Find every line containing the string "RequestContent" in the data below, and report how many there are, with no other words.

--- PROVIDED RECORDS Enclosed Below ---

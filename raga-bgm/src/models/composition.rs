//! User-supplied composition parameters

use serde::{Deserialize, Serialize};
use std::fmt;
use std::str::FromStr;

/// Raga default offered by both front ends
pub const DEFAULT_RAGA: &str = "Yaman";

/// What the user asked for: a raga label and a mood
///
/// Both are free text as far as the pipeline is concerned; they only
/// end up inside the prompt.
#[derive(Debug, Clone, PartialEq, Eq, Serialize, Deserialize)]
pub struct CompositionRequest {
    pub raga: String,
    pub mood: String,
}

impl CompositionRequest {
    pub fn new(raga: impl Into<String>, mood: impl Into<String>) -> Self {
        Self {
            raga: raga.into(),
            mood: mood.into(),
        }
    }
}

/// Moods offered by the web form
#[derive(Debug, Clone, Copy, PartialEq, Eq, Serialize, Deserialize)]
pub enum Mood {
    Peaceful,
    Energetic,
    Sad,
    Meditative,
    Joyful,
}

impl Mood {
    pub const ALL: [Mood; 5] = [
        Mood::Peaceful,
        Mood::Energetic,
        Mood::Sad,
        Mood::Meditative,
        Mood::Joyful,
    ];

    pub fn as_str(&self) -> &'static str {
        match self {
            Mood::Peaceful => "Peaceful",
            Mood::Energetic => "Energetic",
            Mood::Sad => "Sad",
            Mood::Meditative => "Meditative",
            Mood::Joyful => "Joyful",
        }
    }
}

impl fmt::Display for Mood {
    fn fmt(&self, f: &mut fmt::Formatter<'_>) -> fmt::Result {
        f.write_str(self.as_str())
    }
}

impl FromStr for Mood {
    type Err = String;

    fn from_str(s: &str) -> Result<Self, Self::Err> {
        let trimmed = s.trim();
        Mood::ALL
            .iter()
            .copied()
            .find(|m| m.as_str().eq_ignore_ascii_case(trimmed))
            .ok_or_else(|| format!("Unknown mood: {}", trimmed))
    }
}
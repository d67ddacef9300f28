//! Static asset handlers, embedded at compile time

use axum::{
    http::StatusCode,
    response::{IntoResponse, Response},
};

const RAGA_BGM_CSS: &str = include_str!("../../../static/raga-bgm.css");

/// GET /static/raga-bgm.css
pub async fn serve_raga_bgm_css() -> Response {
    (
        StatusCode::OK,
        [
            ("content-type", "text/css"),
            ("cache-control", "no-cache, no-store, must-revalidate"),
        ],
        RAGA_BGM_CSS,
    )
        .into_response()
}
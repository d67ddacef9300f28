//! Extracted pitch and tempo statistics

use serde::Serialize;

/// Coarse statistics of the analysed recording
#[derive(Debug, Clone, PartialEq, Serialize)]
pub struct AudioFeatures {
    /// Tempo estimate in BPM (0.0 when no onsets were found)
    pub tempo_bpm: f64,
    /// Dominant pitch per voiced frame, Hz, all > 0
    ///
    /// Unvoiced frames are dropped, so the length is not the frame count.
    pub pitches: Vec<f32>,
    /// Arithmetic mean of `pitches`, 0.0 when empty
    pub average_pitch_hz: f64,
}

impl AudioFeatures {
    /// Build features from a tempo and a pitch trace, deriving the average
    pub fn new(tempo_bpm: f64, pitches: Vec<f32>) -> Self {
        let average_pitch_hz = average_pitch(&pitches);
        Self {
            tempo_bpm,
            pitches,
            average_pitch_hz,
        }
    }
}

/// Arithmetic mean of the pitch trace, or 0.0 for an empty trace
pub fn average_pitch(pitches: &[f32]) -> f64 {
    if pitches.is_empty() {
        return 0.0;
    }
    let sum: f64 = pitches.iter().map(|&p| p as f64).sum();
    sum / pitches.len() as f64
}
//! Global tempo estimation
//!
//! 1. Onset strength: per frame, the mean over bins of the positive part of
//!    the log-power increase since the previous frame.
//! 2. Autocorrelation of the onset envelope up to an 8 second lag.
//! 3. Each candidate lag is scored `ln(1 + 1e6 * ac) + log_prior(bpm)`,
//!    where the prior is log-normal around 120 BPM with a one-octave
//!    standard deviation. The best lag inside the BPM range wins.

use super::spectrum::Spectrogram;

/// Floor applied to power before taking the log
const POWER_FLOOR: f32 = 1e-10;

/// Dynamic range kept below the loudest bin (dB)
const TOP_DB: f32 = 80.0;

/// Tempo estimator parameters
#[derive(Debug, Clone, Copy)]
pub struct TempoEstimator {
    /// Center of the tempo prior (BPM)
    pub start_bpm: f64,
    /// Prior standard deviation in octaves
    pub std_octaves: f64,
    pub min_bpm: f64,
    pub max_bpm: f64,
    /// Longest lag examined, seconds
    pub max_lag_seconds: f64,
}

impl Default for TempoEstimator {
    fn default() -> Self {
        Self {
            start_bpm: 120.0,
            std_octaves: 1.0,
            min_bpm: 30.0,
            max_bpm: 300.0,
            max_lag_seconds: 8.0,
        }
    }
}

impl TempoEstimator {
    /// Estimated tempo in BPM; 0.0 when the recording has no onsets
    pub fn estimate(&self, spec: &Spectrogram) -> f64 {
        let envelope = onset_strength(spec);
        self.estimate_from_envelope(&envelope, spec.sample_rate, spec.hop_length)
    }

    pub fn estimate_from_envelope(&self, envelope: &[f32], sample_rate: u32, hop_length: usize) -> f64 {
        let peak = envelope.iter().copied().fold(0.0f32, f32::max);
        if envelope.len() < 2 || peak <= 0.0 {
            tracing::debug!("Onset envelope is silent, tempo 0");
            return 0.0;
        }

        let frame_rate = sample_rate as f64 / hop_length as f64;
        let max_lag = ((self.max_lag_seconds * frame_rate).round() as usize).min(envelope.len() - 1);
        let ac = autocorrelation(envelope, max_lag);
        let ac0 = ac[0];
        if ac0 <= 0.0 {
            return 0.0;
        }

        let mut best: Option<(f64, f64)> = None;
        for (lag, &value) in ac.iter().enumerate().skip(1) {
            let bpm = 60.0 * frame_rate / lag as f64;
            if bpm < self.min_bpm || bpm > self.max_bpm {
                continue;
            }
            let score = (1e6 * (value / ac0)).max(0.0).ln_1p() + self.log_prior(bpm);
            if best.map_or(true, |(_, s)| score > s) {
                best = Some((bpm, score));
            }
        }

        let tempo = best.map(|(bpm, _)| bpm).unwrap_or(0.0);
        tracing::debug!(tempo_bpm = tempo, lags = max_lag, "Tempo estimated");
        tempo
    }

    fn log_prior(&self, bpm: f64) -> f64 {
        let z = (bpm.log2() - self.start_bpm.log2()) / self.std_octaves;
        -0.5 * z * z
    }
}

/// Onset strength envelope, one value per spectrogram frame
pub fn onset_strength(spec: &Spectrogram) -> Vec<f32> {
    if spec.frames.is_empty() {
        return Vec::new();
    }

    let mut log_power: Vec<Vec<f32>> = spec
        .frames
        .iter()
        .map(|frame| {
            frame
                .iter()
                .map(|&m| 10.0 * (m * m).max(POWER_FLOOR).log10())
                .collect()
        })
        .collect();

    let loudest = log_power
        .iter()
        .flat_map(|f| f.iter().copied())
        .fold(f32::NEG_INFINITY, f32::max);
    let floor = loudest - TOP_DB;
    for frame in &mut log_power {
        for v in frame.iter_mut() {
            *v = v.max(floor);
        }
    }

    let mut envelope = Vec::with_capacity(log_power.len());
    envelope.push(0.0);
    for pair in log_power.windows(2) {
        let (prev, cur) = (&pair[0], &pair[1]);
        let rise: f32 = cur
            .iter()
            .zip(prev)
            .map(|(&c, &p)| (c - p).max(0.0))
            .sum();
        envelope.push(rise / cur.len() as f32);
    }
    envelope
}

/// Raw autocorrelation for lags `0..=max_lag`
fn autocorrelation(signal: &[f32], max_lag: usize) -> Vec<f64> {
    (0..=max_lag)
        .map(|lag| {
            signal
                .iter()
                .zip(&signal[lag..])
                .map(|(&a, &b)| a as f64 * b as f64)
                .sum()
        })
        .collect()
}

#[cfg(test)]
mod tests {
    use super::*;
    use crate::services::spectrum::HOP_LENGTH;

    /// Short 1 kHz bursts every `period` samples
    fn click_track(sr: u32, seconds: f32, period: usize) -> Vec<f32> {
        let n = (sr as f32 * seconds) as usize;
        let burst = 256;
        (0..n)
            .map(|i| {
                if i % period < burst {
                    (2.0 * std::f32::consts::PI * 1000.0 * i as f32 / sr as f32).sin()
                } else {
                    0.0
                }
            })
            .collect()
    }

    #[test]
    fn test_click_track_tempo() {
        let sr = 22050;
        // 21 hops per beat: 60 * 22050 / (512 * 21) ≈ 123.05 BPM
        let period = 21 * HOP_LENGTH;
        let spec = Spectrogram::compute(&click_track(sr, 12.0, period), sr);

        let tempo = TempoEstimator::default().estimate(&spec);
        let expected = 60.0 * sr as f64 / (HOP_LENGTH as f64 * 21.0);
        assert!((tempo - expected).abs() < 1.0, "tempo {}", tempo);
    }

    #[test]
    fn test_silence_tempo_is_zero() {
        let sr = 22050;
        let spec = Spectrogram::compute(&vec![0.0; sr as usize * 2], sr);
        assert_eq!(TempoEstimator::default().estimate(&spec), 0.0);
    }

    #[test]
    fn test_empty_envelope_tempo_is_zero() {
        assert_eq!(TempoEstimator::default().estimate_from_envelope(&[], 22050, 512), 0.0);
    }

    #[test]
    fn test_onset_strength_length_matches_frames() {
        let sr = 22050;
        let spec = Spectrogram::compute(&click_track(sr, 2.0, 11025), sr);
        let env = onset_strength(&spec);
        assert_eq!(env.len(), spec.num_frames());
        assert!(env.iter().all(|&v| v >= 0.0));
        assert_eq!(env[0], 0.0);
    }

    #[test]
    fn test_prior_peaks_at_start_bpm() {
        let est = TempoEstimator::default();
        assert_eq!(est.log_prior(120.0), 0.0);
        assert!(est.log_prior(60.0) < est.log_prior(110.0));
    }
}
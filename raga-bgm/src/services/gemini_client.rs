//! Gemini text-generation client
//!
//! One `generateContent` call per run. The response text is opaque: it is
//! shown to the user and never parsed into musical parameters. No retry.

use async_trait::async_trait;
use serde::{Deserialize, Serialize};
use std::time::Duration;
use thiserror::Error;

const USER_AGENT: &str = concat!("raga-bgm/", env!("CARGO_PKG_VERSION"));

/// Gemini client errors
#[derive(Debug, Error)]
pub enum GeminiError {
    #[error("Network error: {0}")]
    NetworkError(String),

    #[error("Invalid API key")]
    InvalidApiKey,

    #[error("API error {0}: {1}")]
    ApiError(u16, String),

    #[error("Parse error: {0}")]
    ParseError(String),

    #[error("Response contained no text")]
    EmptyResponse,
}

/// Connection settings for the text-generation endpoint
#[derive(Clone)]
pub struct GeminiConfig {
    pub api_key: String,
    pub model: String,
    /// e.g. `https://generativelanguage.googleapis.com`
    pub base_url: String,
    pub timeout: Duration,
}

impl std::fmt::Debug for GeminiConfig {
    fn fmt(&self, f: &mut std::fmt::Formatter<'_>) -> std::fmt::Result {
        f.debug_struct("GeminiConfig")
            .field("api_key", &"<redacted>")
            .field("model", &self.model)
            .field("base_url", &self.base_url)
            .field("timeout", &self.timeout)
            .finish()
    }
}

#[derive(Debug, Serialize)]
struct GenerateRequest<'a> {
    contents: Vec<RequestContent<'a>>,
}

#[derive(Debug, Serialize)]
struct RequestContent<'a> {
    parts: Vec<RequestPart<'a>>,
}

#[derive(Debug, Serialize)]
struct RequestPart<'a> {
    text: &'a str,
}

/// `generateContent` response (only the fields we read)
#[derive(Debug, Clone, Deserialize, Serialize)]
pub struct GenerateResponse {
    #[serde(default)]
    pub candidates: Vec<Candidate>,
}

#[derive(Debug, Clone, Deserialize, Serialize)]
pub struct Candidate {
    pub content: Option<CandidateContent>,
    #[serde(rename = "finishReason")]
    pub finish_reason: Option<String>,
}

#[derive(Debug, Clone, Deserialize, Serialize)]
pub struct CandidateContent {
    #[serde(default)]
    pub parts: Vec<CandidatePart>,
}

#[derive(Debug, Clone, Deserialize, Serialize)]
pub struct CandidatePart {
    pub text: Option<String>,
}

impl GenerateResponse {
    /// Concatenated text of the first candidate
    pub fn text(&self) -> Option<String> {
        let parts = &self.candidates.first()?.content.as_ref()?.parts;
        let text: String = parts.iter().filter_map(|p| p.text.as_deref()).collect();
        if text.trim().is_empty() {
            None
        } else {
            Some(text)
        }
    }
}

/// Anything that can turn a prompt into composition suggestions
#[async_trait]
pub trait SuggestionSource: Send + Sync {
    async fn suggest(&self, prompt: &str) -> Result<String, GeminiError>;
}

/// Gemini API client
pub struct GeminiClient {
    http_client: reqwest::Client,
    config: GeminiConfig,
}

impl GeminiClient {
    pub fn new(config: GeminiConfig) -> Result<Self, GeminiError> {
        let http_client = reqwest::Client::builder()
            .user_agent(USER_AGENT)
            .timeout(config.timeout)
            .build()
            .map_err(|e| GeminiError::NetworkError(e.to_string()))?;

        Ok(Self {
            http_client,
            config,
        })
    }

    pub fn endpoint(&self) -> String {
        format!(
            "{}/v1beta/models/{}:generateContent",
            self.config.base_url.trim_end_matches('/'),
            self.config.model
        )
    }

    /// Send the prompt and return the generated text
    pub async fn generate(&self, prompt: &str) -> Result<String, GeminiError> {
        let body = GenerateRequest {
            contents: vec![RequestContent {
                parts: vec![RequestPart { text: prompt }],
            }],
        };

        tracing::debug!(
            model = %self.config.model,
            prompt_chars = prompt.len(),
            "Querying Gemini API"
        );

        let response = self
            .http_client
            .post(self.endpoint())
            .header("x-goog-api-key", &self.config.api_key)
            .json(&body)
            .send()
            .await
            .map_err(|e| GeminiError::NetworkError(e.to_string()))?;

        let status = response.status();

        if status == reqwest::StatusCode::UNAUTHORIZED || status == reqwest::StatusCode::FORBIDDEN {
            return Err(GeminiError::InvalidApiKey);
        }

        if !status.is_success() {
            let error_text = response.text().await.unwrap_or_default();
            return Err(GeminiError::ApiError(status.as_u16(), error_text));
        }

        let parsed: GenerateResponse = response
            .json()
            .await
            .map_err(|e| GeminiError::ParseError(e.to_string()))?;

        let text = parsed.text().ok_or(GeminiError::EmptyResponse)?;

        tracing::info!(
            model = %self.config.model,
            response_chars = text.len(),
            finish_reason = parsed
                .candidates
                .first()
                .and_then(|c| c.finish_reason.as_deref())
                .unwrap_or("unknown"),
            "Gemini suggestion received"
        );

        Ok(text)
    }
}

#[async_trait]
impl SuggestionSource for GeminiClient {
    async fn suggest(&self, prompt: &str) -> Result<String, GeminiError> {
        self.generate(prompt).await
    }
}
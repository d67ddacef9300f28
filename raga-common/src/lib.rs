//! # raga-bgm Common Library
//!
//! Shared code for the raga-bgm binaries:
//! - Error types
//! - TOML bootstrap configuration and setting resolution
//! - Tracing subscriber initialization

pub mod config;
pub mod error;
pub mod logging;

pub use error::{Error, Result};
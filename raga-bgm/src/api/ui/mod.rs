//! HTML pages for the raga-bgm web front end
//!
//! - **Form** (`form`): upload form at `/`
//! - **Results** (`results`): rendered by `POST /compose` after a run
//! - **Error** (`error`): rendered by `POST /compose` when a browser submission fails
//! - **Static Assets** (`static_assets`): shared stylesheet

use axum::{routing::get, Router};

use crate::AppState;

pub mod error;
mod form;
pub mod results;
mod static_assets;

use form::form_page;
use static_assets::serve_raga_bgm_css;

/// Build UI routes
pub fn ui_routes() -> Router<AppState> {
    Router::new()
        .route("/", get(form_page))
        .route("/static/raga-bgm.css", get(serve_raga_bgm_css))
}

/// Wrap page content in the shared layout with the build-info header
pub(crate) fn page(title: &str, content: &str) -> String {
    let version = env!("CARGO_PKG_VERSION");
    let git_hash = env!("GIT_HASH");
    let build_profile = env!("BUILD_PROFILE");
    let build_timestamp = env!("BUILD_TIMESTAMP");
    let short_hash: String = git_hash.chars().take(8).collect();

    format!(
        r#"<!DOCTYPE html>
<html lang="en">
<head>
    <meta charset="UTF-8">
    <meta name="viewport" content="width=device-width, initial-scale=1.0">
    <title>{title}</title>
    <link rel="stylesheet" href="/static/raga-bgm.css">
</head>
<body>
    <header>
        <div class="header-content">
            <div>
                <h1>Raga BGM Generator</h1>
                <p class="subtitle">{title}</p>
            </div>
            <div class="header-right">
                <div>raga-bgm v{version}</div>
                <div>{short_hash} ({build_profile})</div>
                <div>{build_timestamp}</div>
            </div>
        </div>
    </header>
    <div class="content">
{content}
    </div>
</body>
</html>
"#,
        title = escape_html(title),
    )
}

/// Escape text for inclusion in HTML element content or attributes
pub fn escape_html(text: &str) -> String {
    let mut out = String::with_capacity(text.len());
    for c in text.chars() {
        match c {
            '&' => out.push_str("&amp;"),
            '<' => out.push_str("&lt;"),
            '>' => out.push_str("&gt;"),
            '"' => out.push_str("&quot;"),
            '\'' => out.push_str("&#39;"),
            _ => out.push(c),
        }
    }
    out
}
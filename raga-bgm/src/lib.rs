//! raga-bgm library interface
//!
//! Audio analysis, MIDI generation and the web front end, exposed for the
//! two binaries and for integration testing.

pub mod api;
pub mod config;
pub mod error;
pub mod models;
pub mod runs;
pub mod services;
pub mod utils;

pub use crate::error::{ApiError, ApiResult, BgmError, BgmResult};

use axum::Router;
use chrono::{DateTime, Utc};
use std::path::PathBuf;
use std::sync::Arc;
use tokio::sync::RwLock;
use uuid::Uuid;

use crate::models::PipelineReport;
use crate::runs::{remove_run_dirs, RunRegistry, DEFAULT_MAX_RUNS};
use crate::services::Pipeline;

/// MIDI artifact file name
pub const DEFAULT_MIDI_FILE: &str = "generated_bgm.mid";

/// Rendered audio artifact file name
pub const DEFAULT_WAV_FILE: &str = "generated_bgm.wav";

/// Pitch contour plot file name
pub const DEFAULT_PLOT_FILE: &str = "pitch_contour.svg";

/// Application state shared across handlers
#[derive(Clone)]
pub struct AppState {
    /// Pipeline with its suggestion source
    pub pipeline: Pipeline,
    /// Root directory for per-run artifact directories
    pub output_dir: PathBuf,
    /// Completed runs, bounded; failed runs are never inserted
    pub runs: Arc<RwLock<RunRegistry>>,
    /// Service startup timestamp for uptime tracking
    pub startup_time: DateTime<Utc>,
    /// Last error for diagnostic purposes
    pub last_error: Arc<RwLock<Option<String>>>,
}

impl AppState {
    pub fn new(pipeline: Pipeline, output_dir: PathBuf) -> Self {
        Self::with_max_runs(pipeline, output_dir, DEFAULT_MAX_RUNS)
    }

    /// State that keeps at most `max_runs` runs available for download
    pub fn with_max_runs(pipeline: Pipeline, output_dir: PathBuf, max_runs: usize) -> Self {
        Self {
            pipeline,
            output_dir,
            runs: Arc::new(RwLock::new(RunRegistry::new(max_runs))),
            startup_time: Utc::now(),
            last_error: Arc::new(RwLock::new(None)),
        }
    }

    /// Register a completed run, deleting the directories of evicted runs
    pub async fn register_run(&self, run_id: Uuid, report: PipelineReport) {
        let evicted = self.runs.write().await.insert(run_id, report);
        if !evicted.is_empty() {
            tracing::info!(count = evicted.len(), "Evicting oldest runs");
            remove_run_dirs(&self.output_dir, &evicted).await;
        }
    }

    /// Forget every run and delete its directory
    pub async fn purge_runs(&self) {
        let ids = self.runs.write().await.drain();
        tracing::info!(count = ids.len(), "Purging run directories");
        remove_run_dirs(&self.output_dir, &ids).await;
    }

    /// Record an error for the health endpoint
    pub async fn set_last_error(&self, message: impl Into<String>) {
        *self.last_error.write().await = Some(message.into());
    }
}

/// Build application router
pub fn build_router(state: AppState) -> Router {
    Router::new()
        // UI routes (HTML pages)
        .merge(api::ui_routes())
        // API routes
        .merge(api::compose_routes())
        .merge(api::download_routes())
        .merge(api::health_routes())
        .with_state(state)
}
//! Registry of completed web runs
//!
//! Holds at most `capacity` runs. Registering past capacity evicts the
//! oldest run; the caller removes its directory. Run directories are named
//! by run id directly under the output directory.

use std::collections::{HashMap, VecDeque};
use std::path::{Path, PathBuf};
use uuid::Uuid;

use crate::models::PipelineReport;

/// Default number of runs kept for download
pub const DEFAULT_MAX_RUNS: usize = 32;

/// Bounded, insertion-ordered run store
#[derive(Debug)]
pub struct RunRegistry {
    capacity: usize,
    order: VecDeque<Uuid>,
    reports: HashMap<Uuid, PipelineReport>,
}

impl RunRegistry {
    /// `capacity` is clamped to at least one run
    pub fn new(capacity: usize) -> Self {
        Self {
            capacity: capacity.max(1),
            order: VecDeque::new(),
            reports: HashMap::new(),
        }
    }

    pub fn capacity(&self) -> usize {
        self.capacity
    }

    pub fn get(&self, id: &Uuid) -> Option<&PipelineReport> {
        self.reports.get(id)
    }

    pub fn len(&self) -> usize {
        self.reports.len()
    }

    pub fn is_empty(&self) -> bool {
        self.reports.is_empty()
    }

    /// Register a run, returning the ids evicted to stay within capacity
    pub fn insert(&mut self, id: Uuid, report: PipelineReport) -> Vec<Uuid> {
        if self.reports.insert(id, report).is_none() {
            self.order.push_back(id);
        }

        let mut evicted = Vec::new();
        while self.order.len() > self.capacity {
            if let Some(oldest) = self.order.pop_front() {
                self.reports.remove(&oldest);
                evicted.push(oldest);
            }
        }
        evicted
    }

    /// Remove every run, returning their ids oldest first
    pub fn drain(&mut self) -> Vec<Uuid> {
        self.reports.clear();
        self.order.drain(..).collect()
    }
}

/// Directory holding the artifacts of run `id`
pub fn run_dir(output_dir: &Path, id: Uuid) -> PathBuf {
    output_dir.join(id.to_string())
}

/// Delete run directories; failures are logged, not returned
pub async fn remove_run_dirs(output_dir: &Path, ids: &[Uuid]) {
    for id in ids {
        let dir = run_dir(output_dir, *id);
        match tokio::fs::remove_dir_all(&dir).await {
            Ok(()) => tracing::debug!(run_id = %id, "Run directory removed"),
            Err(e) if e.kind() == std::io::ErrorKind::NotFound => {}
            Err(e) => {
                tracing::warn!(run_id = %id, error = %e, "Failed to remove run directory")
            }
        }
    }
}

/// Remove run directories left behind by an earlier process
///
/// Only subdirectories whose name is a run id are touched. Returns how many
/// were removed.
pub async fn remove_stale_run_dirs(output_dir: &Path) -> std::io::Result<usize> {
    let mut entries = match tokio::fs::read_dir(output_dir).await {
        Ok(entries) => entries,
        Err(e) if e.kind() == std::io::ErrorKind::NotFound => return Ok(0),
        Err(e) => return Err(e),
    };

    let mut stale = Vec::new();
    while let Some(entry) = entries.next_entry().await? {
        if !entry.file_type().await?.is_dir() {
            continue;
        }
        if let Some(id) = entry.file_name().to_str().and_then(|n| Uuid::parse_str(n).ok()) {
            stale.push(id);
        }
    }

    remove_run_dirs(output_dir, &stale).await;
    if !stale.is_empty() {
        tracing::info!(count = stale.len(), "Removed stale run directories");
    }
    Ok(stale.len())
}
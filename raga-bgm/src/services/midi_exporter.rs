// Standard MIDI File output for the generated melody.
//
// SMF format 1: track 0 carries the tempo, track 1 is the single piano
// instrument (program 0, channel 0). Seconds map to ticks at a fixed
// 120 BPM with 220 ticks per quarter note, i.e. 440 ticks per second.
//
// Uses the `midly` crate for MIDI writing.

use crate::error::{BgmError, BgmResult};
use crate::models::NoteEvent;
use midly::{
    num::{u15, u24, u28, u4, u7},
    Format, Header, MetaMessage, MidiMessage, Smf, Timing, Track, TrackEvent, TrackEventKind,
};
use std::path::Path;

/// Ticks per quarter note in MIDI output.
pub const TICKS_PER_QUARTER: u16 = 220;

/// Fixed output tempo.
pub const TEMPO_BPM: u32 = 120;

/// General MIDI program 0: acoustic grand piano.
pub const PIANO_PROGRAM: u8 = 0;

const CHANNEL: u8 = 0;

/// Convert seconds to ticks at the fixed tempo.
pub fn seconds_to_ticks(seconds: f64) -> u32 {
    let ticks_per_second = TICKS_PER_QUARTER as f64 * TEMPO_BPM as f64 / 60.0;
    (seconds * ticks_per_second).round().max(0.0) as u32
}

/// Serialize notes to MIDI and write to `path`, replacing any existing file.
///
/// An empty note list still produces a valid file with an empty
/// instrument track.
pub fn write_midi(notes: &[NoteEvent], path: &Path) -> BgmResult<()> {
    let bytes = midi_bytes(notes)?;
    std::fs::write(path, &bytes)?;
    tracing::info!(
        path = %path.display(),
        notes = notes.len(),
        bytes = bytes.len(),
        "MIDI written"
    );
    Ok(())
}

/// Serialize notes to an in-memory SMF byte buffer.
pub fn midi_bytes(notes: &[NoteEvent]) -> BgmResult<Vec<u8>> {
    let smf = notes_to_smf(notes);
    let mut buf = Vec::new();
    smf.write_std(&mut buf)
        .map_err(|e| BgmError::Midi(e.to_string()))?;
    Ok(buf)
}

/// Build the two-track SMF for a note list.
pub fn notes_to_smf(notes: &[NoteEvent]) -> Smf<'static> {
    let mut smf = Smf::new(Header::new(
        Format::Parallel,
        Timing::Metrical(u15::new(TICKS_PER_QUARTER)),
    ));

    let tempo_microseconds = 60_000_000 / TEMPO_BPM;
    let tempo_track: Track<'static> = vec![
        TrackEvent {
            delta: u28::new(0),
            kind: TrackEventKind::Meta(MetaMessage::Tempo(u24::new(tempo_microseconds))),
        },
        TrackEvent {
            delta: u28::new(0),
            kind: TrackEventKind::Meta(MetaMessage::EndOfTrack),
        },
    ];
    smf.tracks.push(tempo_track);
    smf.tracks.push(instrument_track(notes));

    smf
}

fn instrument_track(notes: &[NoteEvent]) -> Track<'static> {
    let channel = u4::new(CHANNEL);

    // (tick, is_note_on, key, velocity); offs sort before ons at equal ticks
    let mut timed: Vec<(u32, bool, u8, u8)> = Vec::with_capacity(notes.len() * 2);
    for note in notes {
        timed.push((seconds_to_ticks(note.start), true, note.pitch, note.velocity));
        timed.push((seconds_to_ticks(note.end), false, note.pitch, 0));
    }
    timed.sort_by_key(|&(tick, is_on, _, _)| (tick, is_on));

    let mut track: Track<'static> = Vec::with_capacity(timed.len() + 2);
    track.push(TrackEvent {
        delta: u28::new(0),
        kind: TrackEventKind::Midi {
            channel,
            message: MidiMessage::ProgramChange {
                program: u7::new(PIANO_PROGRAM),
            },
        },
    });

    let mut last_tick = 0u32;
    for (tick, is_on, key, vel) in timed {
        let message = if is_on {
            MidiMessage::NoteOn {
                key: u7::new(key),
                vel: u7::new(vel),
            }
        } else {
            MidiMessage::NoteOff {
                key: u7::new(key),
                vel: u7::new(vel),
            }
        };
        track.push(TrackEvent {
            delta: u28::new(tick - last_tick),
            kind: TrackEventKind::Midi { channel, message },
        });
        last_tick = tick;
    }

    track.push(TrackEvent {
        delta: u28::new(0),
        kind: TrackEventKind::Meta(MetaMessage::EndOfTrack),
    });
    track
}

--- End of Enclosed PROVIDED RECORDS ---

*RESULT*:
3